Look! The sky isn't falling!
The market is showing tentative signs of recovery. Here's why investors should be encouraged....even though they also need to be prepared for more volatility.
NEW YORK (CNNMoney.com) -- Did you notice that the market didn't collapse yesterday?
There were scores of bearish (pun intended) headlines following news of the bailout/buyout of investment bank Bear Stearns (BSC, Fortune 500) by the Fed and JPMorgan Chase (JPM, Fortune 500). But after a rough start, the market bounced back a bit Monday.
JPMorgan Chase's 10% jump accounted for most of the Dow's gains. But AT&T (T, Fortune 500), Johnson & Johnson (JNJ, Fortune 500), Merck (MRK, Fortune 500) and Verizon (VZ, Fortune 500) all rose more than 2%.
And on Tuesday morning, there was more reason to think markets could soon calm down.
Goldman Sachs (GS, Fortune 500) and Lehman Brothers (LEH, Fortune 500) both reported steep declines in quarterly profits, but the earnings were better-than-expected and the two stocks moved sharply higher Tuesday morning.
Yahoo (YHOO, Fortune 500), in the midst of fighting off a takeover attempt by Microsoft (MSFT, Fortune 500), reaffirmed its forecast for sales, easing concerns about ad spending in an economic downturn.
In addition, housing starts in February, while down from January, were stronger than economists had forecast, suggesting a possible stabilization in the real estate market.
"Housing might be bottoming," said Brian Stine, senior portfolio manager with Allegiant Asset Management. "There are still risks, but it looks like the decline is decelerating."
Don't panic but don't go overboard either
The temptation after yesterday's Bear Stearns news was to run and hide. But instead of panicking, some investors appeared to be acting as if there was a light at the end of the tunnel. And that light may be in the form of another big rate cut from the Federal Reserve today.
Yes, I've argued repeatedly in this column that another steep cut could do more harm than good since it will further weaken the dollar and lead to more increases in the price of oil, gold and other commodities. But I'm definitely in the minority here.
There is a growing sense that more rate cuts, combined with the many moves the Fed has taken to provide more liquidity to struggling financials, are what's needed to end the credit crunch - and that doing that takes precedence over worrying about inflation.
"What the markets are now factoring in is that the Fed is using all the tools at its disposal to get the credit crisis unlocked. It's encouraging that the market is seeing this in a positive light," said Subodh Kumar, an independent market strategist.
Of course, investors still need to be careful in a market as jittery as this. Just as it doesn't make sense to panic on a day when the market is plunging, investors shouldn't get overly (or dare I say, irrationally) exuberant on a day when stocks are heading higher.

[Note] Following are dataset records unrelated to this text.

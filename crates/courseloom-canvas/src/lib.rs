//! Canvas LMS client — course file catalog, syllabus, and corpus
//! provisioning. Thin I/O glue around the LMS REST API; the graph and
//! analytics cores never talk to it directly.

pub mod client;
pub mod provision;
pub mod types;

pub use client::CanvasClient;
pub use provision::{provision_corpus, ProvisionOutcome};
pub use types::CanvasFile;
//! Course persistence — SQLite-backed store for course documents, graph
//! snapshots, the query-event log, and analytics reports.
//!
//! Implements the `EventSource` and `ReportStore` collaborator contracts
//! consumed by the analytics core.

pub mod schema;
pub mod sqlite;
pub mod types;

pub use sqlite::CourseStore;
pub use types::{CourseRecord, CourseStatus};
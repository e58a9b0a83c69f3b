//! Query analytics — clusters logged student questions into a labeled report.
//!
//! Pipeline: fetch events → extract vectors → k-means (fixed or
//! silhouette-selected k) → label each cluster with the generation
//! collaborator → persist the assembled report. Runs are atomic: any
//! collaborator failure aborts before persistence.

pub mod cluster;
pub mod report;
pub mod types;
pub mod vectors;

pub use cluster::{cluster_vectors, ClusterCount, Clustering};
pub use report::{get_analytics_report, run_daily_analytics};
pub use types::*;
pub use vectors::extract_vectors;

Despite the promising news from Goldman and Lehman, Phil Dow, director of equity strategy with RBC Dain Rauscher, said the worst is not over yet for most big banks.
"There are further problems with the financials. The most optimistic people think we may be only halfway through the subprime writedowns," Dow said. "For serious investors, this is a time to be cautious."
With that in mind, Stine said he's recommending investors buy more international-based companies as a way to capitalize on stronger economies and fewer financial headaches overseas.
And Kumar conceded that even though the lack of a big sell-off Monday and the rally Tuesday were positive signs, it's premature to say that the worst is over for banks or the market as a whole.
"The first step in confidence coming back has to be more interest in larger companies. We started to see that with healthcare, telecom and other defensive companies but it's too early to say the volatility is behind us. I think we will see a lot more back and forth in the market in the coming weeks," he said.